[Stored data]
#[derive(Debug, Clone, Copy, PartialEq, Eq)]
pub enum LauncherKind {
    /// Bundle generation plus an external OCI runtime.
    Oci,
    /// Direct execution of the resolved process on the host.
    Native,
}

impl fmt::Display for LauncherKind {
    fn fmt(&self, f: &mut fmt::Formatter<'_>) -> fmt::Result {
        match self {
            LauncherKind::Oci => write!(f, "oci"),
            LauncherKind::Native => write!(f, "native"),
        }
    }
}

#[derive(Debug, Clone, Copy, Default, PartialEq, Eq)]
pub struct Namespaces {
    pub user: bool,
    pub uts: bool,
    pub pid: bool,
    pub ipc: bool,
    pub net: bool,
}

impl Namespaces {
    fn any(self) -> bool {
        self.user || self.uts || self.pid || self.ipc || self.net
    }
}

/// Raw launch options as collected from the command line. Turned into a
/// [`LaunchConfig`] by [`LaunchConfig::new`], which rejects combinations the
/// selected launcher cannot honor.
#[derive(Debug, Clone, Default)]
pub struct LaunchOptions {
    pub home: Option<String>,
    pub no_home: bool,
    pub bind_paths: Vec<String>,
    pub env: Vec<String>,
    pub env_file: Option<PathBuf>,
    pub devices: Vec<String>,
    pub cdi_dirs: Vec<PathBuf>,
    pub security: Vec<String>,
    pub cgroups_json: Option<String>,
    pub namespaces: Namespaces,
    pub hostname: Option<String>,
    pub fakeroot: bool,
    pub writable_tmpfs: bool,
    pub cwd: Option<String>,
    pub writable: bool,
    pub overlay_paths: Vec<String>,
    pub boot: bool,
    pub app_name: Option<String>,
    pub network: Option<String>,
    pub dns: Option<String>,
    pub add_caps: Option<String>,
    pub drop_caps: Option<String>,
    pub allow_suid: bool,
    pub keep_privs: bool,
    pub no_privs: bool,
    pub no_umask: bool,
    pub shell_path: Option<String>,
    pub nvidia: bool,
    pub rocm: bool,
}

#[derive(Debug, Clone, PartialEq, Eq)]
pub enum HomeSpec {
    /// Bind the invoking user's home directory at the same path.
    Host,
    /// `--home <dest>` or `--home <src>:<dest>`.
    Custom {
        source: Option<String>,
        destination: String,
    },
    Disabled,
}

#[derive(Debug, Clone, PartialEq, Eq)]
pub struct BindPath {
    pub source: String,
    pub destination: String,
    pub read_only: bool,
}

/// Validated, immutable launch configuration.
#[derive(Debug, Clone)]
pub struct LaunchConfig {
    kind: LauncherKind,
    home: HomeSpec,
    binds: Vec<BindPath>,
    env: Vec<(String, String)>,
    env_file: Option<PathBuf>,
    devices: Vec<String>,
    cdi_dirs: Vec<PathBuf>,
    cgroups: Option<Map<String, Value>>,
    namespaces: Namespaces,
    hostname: Option<String>,
    fakeroot: bool,
    writable_tmpfs: bool,
    cwd: Option<String>,
    shell_path: Option<String>,
}

impl LaunchConfig {
    pub fn new(options: LaunchOptions, kind: LauncherKind) -> Result<Self, ConfigError> {
        let rejected = unsupported_options(&options, kind);
        if !rejected.is_empty() {
            return Err(ConfigError::Unsupported {
                launcher: kind,
                options: rejected.join(", "),
            });
        }

        let home = if options.no_home {
            HomeSpec::Disabled
        } else {
            match options.home.as_deref() {
                None | Some("") => HomeSpec::Host,
                Some(spec) => parse_home(spec)?,
            }
        };

        let mut binds = Vec::new();
        for entry in &options.bind_paths {
            for spec in entry.split(',').filter(|s| !s.is_empty()) {
                binds.push(parse_bind(spec)?);
            }
        }

        let env = options
            .env
            .iter()
            .map(|e| match e.split_once('=') {
                Some((k, v)) if !k.is_empty() => Ok((k.to_owned(), v.to_owned())),
                _ => Err(ConfigError::InvalidEnv(e.clone())),
            })
            .collect::<Result<Vec<_>, _>>()?;

        let cgroups = match options.cgroups_json.as_deref() {
            None | Some("") => None,
            Some(json) => match serde_json::from_str::<Value>(json) {
                Ok(Value::Object(map)) => Some(map),
                Ok(_) => {
                    return Err(ConfigError::CgroupsJson(
                        "expected a JSON object of cgroup controllers".to_owned(),
                    ))
                }
                Err(e) => return Err(ConfigError::CgroupsJson(e.to_string())),
            },
        };

        if let Some(cwd) = &options.cwd {
            if !cwd.starts_with('/') {
                return Err(ConfigError::InvalidCwd(cwd.clone()));
            }
        }

        let mut namespaces = options.namespaces;
        // A hostname only makes sense in a private UTS namespace.
        if options.hostname.is_some() {
            namespaces.uts = true;
        }

        Ok(Self {
            kind,
            home,
            binds,
            env,
            env_file: options.env_file,
            devices: options.devices,
            cdi_dirs: options.cdi_dirs,
            cgroups,
            namespaces,
            hostname: options.hostname,
            fakeroot: options.fakeroot,
            writable_tmpfs: options.writable_tmpfs,
            cwd: options.cwd,
            shell_path: options.shell_path,
        })
    }

    pub fn kind(&self) -> LauncherKind {
        self.kind
    }

    pub fn home(&self) -> &HomeSpec {
        &self.home
    }

    pub fn binds(&self) -> &[BindPath] {
        &self.binds
    }

    /// Explicit `--env` overrides in the order given.
    pub fn env(&self) -> &[(String, String)] {
        &self.env
    }

    pub fn env_file(&self) -> Option<&PathBuf> {
        self.env_file.as_ref()
    }

    pub fn devices(&self) -> &[String] {
        &self.devices
    }

    pub fn cdi_dirs(&self) -> &[PathBuf] {
        &self.cdi_dirs
    }

    pub fn cgroups(&self) -> Option<&Map<String, Value>> {
        self.cgroups.as_ref()
    }

    pub fn namespaces(&self) -> Namespaces {
        self.namespaces
    }

    pub fn hostname(&self) -> Option<&str> {
        self.hostname.as_deref()
    }

    pub fn fakeroot(&self) -> bool {
        self.fakeroot
    }

    pub fn writable_tmpfs(&self) -> bool {
        self.writable_tmpfs
    }

    pub fn cwd(&self) -> Option<&str> {
        self.cwd.as_deref()
    }

    pub fn shell_path(&self) -> Option<&str> {
        self.shell_path.as_deref()
    }
}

REQUIRED ACTION:
Nothing but an exact copy of the records belongs in the answer.

WRITTEN SOLUTION:
#[derive(Debug, Clone, Copy, PartialEq, Eq)]
pub enum LauncherKind {
    /// Bundle generation plus an external OCI runtime.
    Oci,
    /// Direct execution of the resolved process on the host.
    Native,
}

impl fmt::Display for LauncherKind {
    fn fmt(&self, f: &mut fmt::Formatter<'_>) -> fmt::Result {
        match self {
            LauncherKind::Oci => write!(f, "oci"),
            LauncherKind::Native => write!(f, "native"),
        }
    }
}

#[derive(Debug, Clone, Copy, Default, PartialEq, Eq)]
pub struct Namespaces {
    pub user: bool,
    pub uts: bool,
    pub pid: bool,
    pub ipc: bool,
    pub net: bool,
}

impl Namespaces {
    fn any(self) -> bool {
        self.user || self.uts || self.pid || self.ipc || self.net
    }
}

/// Raw launch options as collected from the command line. Turned into a
/// [`LaunchConfig`] by [`LaunchConfig::new`], which rejects combinations the
/// selected launcher cannot honor.
#[derive(Debug, Clone, Default)]
pub struct LaunchOptions {
    pub home: Option<String>,
    pub no_home: bool,
    pub bind_paths: Vec<String>,
    pub env: Vec<String>,
    pub env_file: Option<PathBuf>,
    pub devices: Vec<String>,
    pub cdi_dirs: Vec<PathBuf>,
    pub security: Vec<String>,
    pub cgroups_json: Option<String>,
    pub namespaces: Namespaces,
    pub hostname: Option<String>,
    pub fakeroot: bool,
    pub writable_tmpfs: bool,
    pub cwd: Option<String>,
    pub writable: bool,
    pub overlay_paths: Vec<String>,
    pub boot: bool,
    pub app_name: Option<String>,
    pub network: Option<String>,
    pub dns: Option<String>,
    pub add_caps: Option<String>,
    pub drop_caps: Option<String>,
    pub allow_suid: bool,
    pub keep_privs: bool,
    pub no_privs: bool,
    pub no_umask: bool,
    pub shell_path: Option<String>,
    pub nvidia: bool,
    pub rocm: bool,
}

#[derive(Debug, Clone, PartialEq, Eq)]
pub enum HomeSpec {
    /// Bind the invoking user's home directory at the same path.
    Host,
    /// `--home <dest>` or `--home <src>:<dest>`.
    Custom {
        source: Option<String>,
        destination: String,
    },
    Disabled,
}

#[derive(Debug, Clone, PartialEq, Eq)]
pub struct BindPath {
    pub source: String,
    pub destination: String,
    pub read_only: bool,
}

/// Validated, immutable launch configuration.
#[derive(Debug, Clone)]
pub struct LaunchConfig {
    kind: LauncherKind,
    home: HomeSpec,
    binds: Vec<BindPath>,
    env: Vec<(String, String)>,
    env_file: Option<PathBuf>,
    devices: Vec<String>,
    cdi_dirs: Vec<PathBuf>,
    cgroups: Option<Map<String, Value>>,
    namespaces: Namespaces,
    hostname: Option<String>,
    fakeroot: bool,
    writable_tmpfs: bool,
    cwd: Option<String>,
    shell_path: Option<String>,
}

impl LaunchConfig {
    pub fn new(options: LaunchOptions, kind: LauncherKind) -> Result<Self, ConfigError> {
        let rejected = unsupported_options(&options, kind);
        if !rejected.is_empty() {
            return Err(ConfigError::Unsupported {
                launcher: kind,
                options: rejected.join(", "),
            });
        }

        let home = if options.no_home {
            HomeSpec::Disabled
        } else {
            match options.home.as_deref() {
                None | Some("") => HomeSpec::Host,
                Some(spec) => parse_home(spec)?,
            }
        };

        let mut binds = Vec::new();
        for entry in &options.bind_paths {
            for spec in entry.split(',').filter(|s| !s.is_empty()) {
                binds.push(parse_bind(spec)?);
            }
        }

        let env = options
            .env
            .iter()
            .map(|e| match e.split_once('=') {
                Some((k, v)) if !k.is_empty() => Ok((k.to_owned(), v.to_owned())),
                _ => Err(ConfigError::InvalidEnv(e.clone())),
            })
            .collect::<Result<Vec<_>, _>>()?;

        let cgroups = match options.cgroups_json.as_deref() {
            None | Some("") => None,
            Some(json) => match serde_json::from_str::<Value>(json) {
                Ok(Value::Object(map)) => Some(map),
                Ok(_) => {
                    return Err(ConfigError::CgroupsJson(
                        "expected a JSON object of cgroup controllers".to_owned(),
                    ))
                }
                Err(e) => return Err(ConfigError::CgroupsJson(e.to_string())),
            },
        };

        if let Some(cwd) = &options.cwd {
            if !cwd.starts_with('/') {
                return Err(ConfigError::InvalidCwd(cwd.clone()));
            }
        }

        let mut namespaces = options.namespaces;
        // A hostname only makes sense in a private UTS namespace.
        if options.hostname.is_some() {
            namespaces.uts = true;
        }

        Ok(Self {
            kind,
            home,
            binds,
            env,
            env_file: options.env_file,
            devices: options.devices,
            cdi_dirs: options.cdi_dirs,
            cgroups,
            namespaces,
            hostname: options.hostname,
            fakeroot: options.fakeroot,
            writable_tmpfs: options.writable_tmpfs,
            cwd: options.cwd,
            shell_path: options.shell_path,
        })
    }

    pub fn kind(&self) -> LauncherKind {
        self.kind
    }

    pub fn home(&self) -> &HomeSpec {
        &self.home
    }

    pub fn binds(&self) -> &[BindPath] {
        &self.binds
    }

    /// Explicit `--env` overrides in the order given.
    pub fn env(&self) -> &[(String, String)] {
        &self.env
    }

    pub fn env_file(&self) -> Option<&PathBuf> {
        self.env_file.as_ref()
    }

    pub fn devices(&self) -> &[String] {
        &self.devices
    }

    pub fn cdi_dirs(&self) -> &[PathBuf] {
        &self.cdi_dirs
    }

    pub fn cgroups(&self) -> Option<&Map<String, Value>> {
        self.cgroups.as_ref()
    }

    pub fn namespaces(&self) -> Namespaces {
        self.namespaces
    }

    pub fn hostname(&self) -> Option<&str> {
        self.hostname.as_deref()
    }

    pub fn fakeroot(&self) -> bool {
        self.fakeroot
    }

    pub fn writable_tmpfs(&self) -> bool {
        self.writable_tmpfs
    }

    pub fn cwd(&self) -> Option<&str> {
        self.cwd.as_deref()
    }

    pub fn shell_path(&self) -> Option<&str> {
        self.shell_path.as_deref()
    }
}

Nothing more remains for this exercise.